Распухшая голова уже приняла форму банки: клыки прорезали губы, прижимавшиеся к стеклу, уши приклеились к деформированному черепу. Краем фонарика Айк снимает осколки, сначала очищая пасть, а потом ноздри. В течение всей этой процедуры кошка лежит абсолютно неподвижно, судорожно вдыхая воздух. Когда морда становится чистой, Айк ослабляет хватку, чтобы счистить прогорклую смесь с глаз. Но как только кошка чувствует себя свободной, она снова бросается в атаку, на этот раз вцепляясь в руку Айка не только когтями, но и зубами.

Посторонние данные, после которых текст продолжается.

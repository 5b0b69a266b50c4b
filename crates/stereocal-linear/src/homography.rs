//! Plane-to-image homography estimation via DLT.

use nalgebra::DMatrix;
use stereocal_core::{CalibError, Mat3, Pt2, Real, Result};

/// Hartley normalisation: translate to the centroid and scale so the mean
/// distance from the origin is sqrt(2).
fn normalizing_transform(points: &[Pt2]) -> Mat3 {
    let n = points.len() as Real;
    let cx = points.iter().map(|p| p.x).sum::<Real>() / n;
    let cy = points.iter().map(|p| p.y).sum::<Real>() / n;

    let mean_dist = points
        .iter()
        .map(|p| ((p.x - cx).powi(2) + (p.y - cy).powi(2)).sqrt())
        .sum::<Real>()
        / n;
    let s = if mean_dist > Real::EPSILON {
        (2.0_f64).sqrt() / mean_dist
    } else {
        1.0
    };

    Mat3::new(s, 0.0, -s * cx, 0.0, s, -s * cy, 0.0, 0.0, 1.0)
}

fn apply(t: &Mat3, p: &Pt2) -> Pt2 {
    let v = t * stereocal_core::to_homogeneous(p);
    stereocal_core::from_homogeneous(&v)
}

/// Estimate `H` such that `image ~ H * world` using the normalised DLT.
///
/// `world` points are the planar target coordinates (z dropped); at least 4
/// correspondences are required.
pub fn dlt_homography(world: &[Pt2], image: &[Pt2]) -> Result<Mat3> {
    let n = world.len();
    if image.len() != n {
        return Err(CalibError::ShapeMismatch {
            expected: n,
            got: image.len(),
        });
    }
    if n < 4 {
        return Err(CalibError::InsufficientCorrespondences { got: n, need: 4 });
    }

    let t_w = normalizing_transform(world);
    let t_i = normalizing_transform(image);

    let mut a = DMatrix::<Real>::zeros(2 * n, 9);
    for (i, (pw, pi)) in world.iter().zip(image.iter()).enumerate() {
        let pw = apply(&t_w, pw);
        let pi = apply(&t_i, pi);
        let (x, y) = (pw.x, pw.y);
        let (u, v) = (pi.x, pi.y);

        let r0 = 2 * i;
        let r1 = 2 * i + 1;

        a[(r0, 0)] = -x;
        a[(r0, 1)] = -y;
        a[(r0, 2)] = -1.0;
        a[(r0, 6)] = u * x;
        a[(r0, 7)] = u * y;
        a[(r0, 8)] = u;

        a[(r1, 3)] = -x;
        a[(r1, 4)] = -y;
        a[(r1, 5)] = -1.0;
        a[(r1, 6)] = v * x;
        a[(r1, 7)] = v * y;
        a[(r1, 8)] = v;
    }

    // Null vector of A via SVD (smallest singular value).
    let svd = a.svd(true, true);
    let v_t = svd
        .v_t
        .ok_or_else(|| CalibError::DegenerateGeometry("SVD failed in DLT".into()))?;
    let h = v_t.row(v_t.nrows() - 1);

    let mut h_norm = Mat3::zeros();
    for r in 0..3 {
        for c in 0..3 {
            h_norm[(r, c)] = h[3 * r + c];
        }
    }

    // Undo normalisation: H = T_i^-1 * Hn * T_w.
    let t_i_inv = t_i
        .try_inverse()
        .ok_or_else(|| CalibError::DegenerateGeometry("singular normalisation".into()))?;
    let mut h_mat = t_i_inv * h_norm * t_w;

    let scale = h_mat[(2, 2)];
    if scale.abs() > Real::EPSILON {
        h_mat /= scale;
    }

    Ok(h_mat)
}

— Ах ты чертов слизняк! — Айк отбрасывает кошку, но та мгновенно вскакивает и опять напрыгивает на него. Айк пинает ее, но недостаточно сильно, и она, вцепившись в ногу, начинает карабкаться вверх. Оторвав от себя, он опять швыряет ее на землю, кошка пытается вскочить, но на этот раз Айк, как заправский футболист, ударяет ногой по скользкому комку. Кошка, кувыркаясь, с визгом летит по ракушкам, пока не оказывается на лапах и не продолжает движение уже на собственных конечностях — мимо баллонов с газом, через папоротники, по валунам в сторону сосен. Камень, который разъяренный Айк запускает ей вслед, пробуждает в кустарнике трио ворон, которые начинают кружиться в воздухе, хрипло понося кошку. Айк предоставляет им завершить начатое и приваливается к столбу, стараясь справиться с одышкой.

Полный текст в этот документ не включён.